If plaque continues to collect in the mouth, tartar will form. This is a calcified whitish material that tends to accumulate along the gum line. Although tartar can form in a matter of days, it can continue to build in the absence of adequate oral care by a dentist and dental hygienists, in addition to the patient’s oral care routine at home. Eventually, tartar can lead to gum disease by giving the bacteria easy access to the gums.
Long-term plaque buildup has significant consequences for your dental health. Untreated gum disease can progress to the point at which it threatens the attachment of the tooth and stability of the bone, possibly resulting in tooth loss.
The ramifications can affect other systems in your body, as well. Inflammation associated with gum disease, caused by the bacteria found in plaque and tartar, has been linked with other conditions like heart disease and diabetes.
Patients may believe that brushing and flossing is sufficient to control plaque and avoid visits to the dentist, but your home oral hygiene habits are far from sufficient to protect you against the potentially harmful effects of this substance.

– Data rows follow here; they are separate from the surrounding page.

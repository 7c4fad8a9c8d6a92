//! Shared utilities for integration tests: mock subgraphs and a gateway harness.

#![allow(dead_code)]

use axum::{
    body::Body,
    extract::{connect_info::MockConnectInfo, State},
    http::{HeaderMap, Request, StatusCode},
    response::{IntoResponse, Response},
    routing::post,
    Json, Router,
};
use serde_json::{json, Value};
use std::net::SocketAddr;
use std::sync::atomic::{AtomicBool, Ordering};
use std::sync::{Arc, Mutex};
use std::time::Duration;
use tokio::net::TcpListener;
use tower::ServiceExt;

use federation_gateway::config::{GatewayConfig, SubgraphConfig};
use federation_gateway::http::{build_router, AppState};
use federation_gateway::lifecycle::build_gateway;

pub const CLIENT_ADDR: ([u8; 4], u16) = ([1, 2, 3, 4], 40_000);

/// One call received by a mock subgraph.
#[derive(Debug, Clone)]
pub struct Recorded {
    pub headers: HeaderMap,
    pub body: Value,
}

#[derive(Clone)]
struct MockState {
    schema: Value,
    response: Value,
    calls: Arc<Mutex<Vec<Recorded>>>,
    healthy: Arc<AtomicBool>,
}

/// A running axum subgraph on an ephemeral port.
pub struct MockSubgraph {
    pub name: String,
    pub url: String,
    calls: Arc<Mutex<Vec<Recorded>>>,
    healthy: Arc<AtomicBool>,
}

impl MockSubgraph {
    pub fn config(&self) -> SubgraphConfig {
        SubgraphConfig {
            name: self.name.clone(),
            url: self.url.clone(),
        }
    }

    /// While unhealthy every call, probes included, gets a 503.
    pub fn set_healthy(&self, healthy: bool) {
        self.healthy.store(healthy, Ordering::SeqCst);
    }

    /// Calls other than the gateway's introspection probe.
    pub fn operations(&self) -> Vec<Recorded> {
        self.calls
            .lock()
            .unwrap()
            .iter()
            .filter(|c| c.body["operationName"] != "GatewayProbe")
            .cloned()
            .collect()
    }
}

/// Root field of a mock schema: `(name, returns_list)`.
pub type RootField = (&'static str, bool);

/// Start a subgraph whose `Query` declares `query_fields` and `Mutation` declares
/// `mutation_fields`. Every non-probe operation is answered with `response`.
pub async fn spawn_subgraph(
    name: &str,
    query_fields: &[RootField],
    mutation_fields: &[RootField],
    response: Value,
) -> MockSubgraph {
    let calls = Arc::new(Mutex::new(Vec::new()));
    let healthy = Arc::new(AtomicBool::new(true));
    let state = MockState {
        schema: introspection(query_fields, mutation_fields),
        response,
        calls: calls.clone(),
        healthy: healthy.clone(),
    };

    let app = Router::new()
        .route("/graphql", post(mock_handler))
        .with_state(state);
    let listener = TcpListener::bind("127.0.0.1:0").await.unwrap();
    let addr = listener.local_addr().unwrap();
    tokio::spawn(async move {
        let _ = axum::serve(listener, app).await;
    });

    MockSubgraph {
        name: name.to_string(),
        url: format!("http://{}/graphql", addr),
        calls,
        healthy,
    }
}

async fn mock_handler(
    State(state): State<MockState>,
    headers: HeaderMap,
    Json(body): Json<Value>,
) -> Response {
    let is_probe = body["operationName"] == "GatewayProbe";
    state.calls.lock().unwrap().push(Recorded { headers, body });
    if !state.healthy.load(Ordering::SeqCst) {
        return (StatusCode::SERVICE_UNAVAILABLE, "upstream connect error").into_response();
    }
    if is_probe {
        Json(json!({ "data": { "__schema": state.schema } })).into_response()
    } else {
        Json(state.response.clone()).into_response()
    }
}

fn introspection(query_fields: &[RootField], mutation_fields: &[RootField]) -> Value {
    let field = |(name, list): &RootField| {
        let item = json!({ "kind": "OBJECT", "name": "Item", "ofType": null });
        let ty = if *list {
            json!({ "kind": "LIST", "name": null, "ofType": item })
        } else {
            item
        };
        json!({ "name": name, "args": [], "type": ty, "isDeprecated": false })
    };

    let mut types = vec![
        json!({ "kind": "OBJECT", "name": "Query", "fields": query_fields.iter().map(field).collect::<Vec<_>>() }),
        json!({ "kind": "OBJECT", "name": "Item", "fields": [
            { "name": "id", "args": [], "type": { "kind": "SCALAR", "name": "ID", "ofType": null }, "isDeprecated": false }
        ]}),
    ];
    let mutation_type = if mutation_fields.is_empty() {
        Value::Null
    } else {
        types.push(json!({
            "kind": "OBJECT",
            "name": "Mutation",
            "fields": mutation_fields.iter().map(field).collect::<Vec<_>>()
        }));
        json!({ "name": "Mutation" })
    };

    json!({
        "queryType": { "name": "Query" },
        "mutationType": mutation_type,
        "types": types,
        "directives": [],
    })
}

/// URL of a port nothing listens on.
pub async fn unreachable_url() -> String {
    let listener = TcpListener::bind("127.0.0.1:0").await.unwrap();
    let addr = listener.local_addr().unwrap();
    drop(listener);
    format!("http://{}/graphql", addr)
}

/// Defaults tuned for tests: short probe timeout, no background re-probing.
pub fn test_config(subgraphs: Vec<SubgraphConfig>) -> GatewayConfig {
    let mut config = GatewayConfig::default();
    config.subgraphs = subgraphs;
    config.probe.timeout_ms = 1_000;
    config.probe.reprobe_enabled = false;
    config.timeouts.subgraph_ms = 2_000;
    config.observability.metrics_enabled = false;
    config
}

pub async fn gateway(config: GatewayConfig) -> AppState {
    build_gateway(config).await.unwrap()
}

/// Router with a fixed client address, for `oneshot` tests.
pub fn router(state: AppState) -> Router {
    build_router(state, Duration::from_secs(10))
        .layer(MockConnectInfo(SocketAddr::from(CLIENT_ADDR)))
}

pub struct TestResponse {
    pub status: StatusCode,
    pub headers: HeaderMap,
    pub body: Value,
}

pub async fn send(router: &Router, request: Request<Body>) -> TestResponse {
    let response = router.clone().oneshot(request).await.unwrap();
    let status = response.status();
    let headers = response.headers().clone();
    let bytes = axum::body::to_bytes(response.into_body(), usize::MAX)
        .await
        .unwrap();
    let body = if bytes.is_empty() {
        Value::Null
    } else {
        serde_json::from_slice(&bytes).unwrap()
    };
    TestResponse {
        status,
        headers,
        body,
    }
}

pub fn graphql_request(body: Value) -> Request<Body> {
    Request::post("/graphql")
        .header("content-type", "application/json")
        .body(Body::from(body.to_string()))
        .unwrap()
}

pub async fn post_graphql(router: &Router, query: &str) -> TestResponse {
    send(router, graphql_request(json!({ "query": query }))).await
}

/// First error code of a response.
pub fn error_code(body: &Value) -> Option<&str> {
    body["errors"][0]["extensions"]["code"].as_str()
}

Regular semi-annual appointments with your dentist are also essential in the battle against plaque. These routine visits include prophylaxis, which is the technical term for the professional cleanings performed by a dental hygienist.
Even the most conscientious brushers and flossers may not be able to eliminate all traces of plaque from their mouths, and the dental hygienist is capable of using specialized instruments to remove any plaque and tartar that remain.
Controlling the levels of plaque in your mouth can have enduring benefits for your oral health and your overall well-being. Reducing long-term plaque build-up is a compelling reason to see your dentist every six months and can provide an extra dose of motivation for those who might be tempted to postpone dental appointments.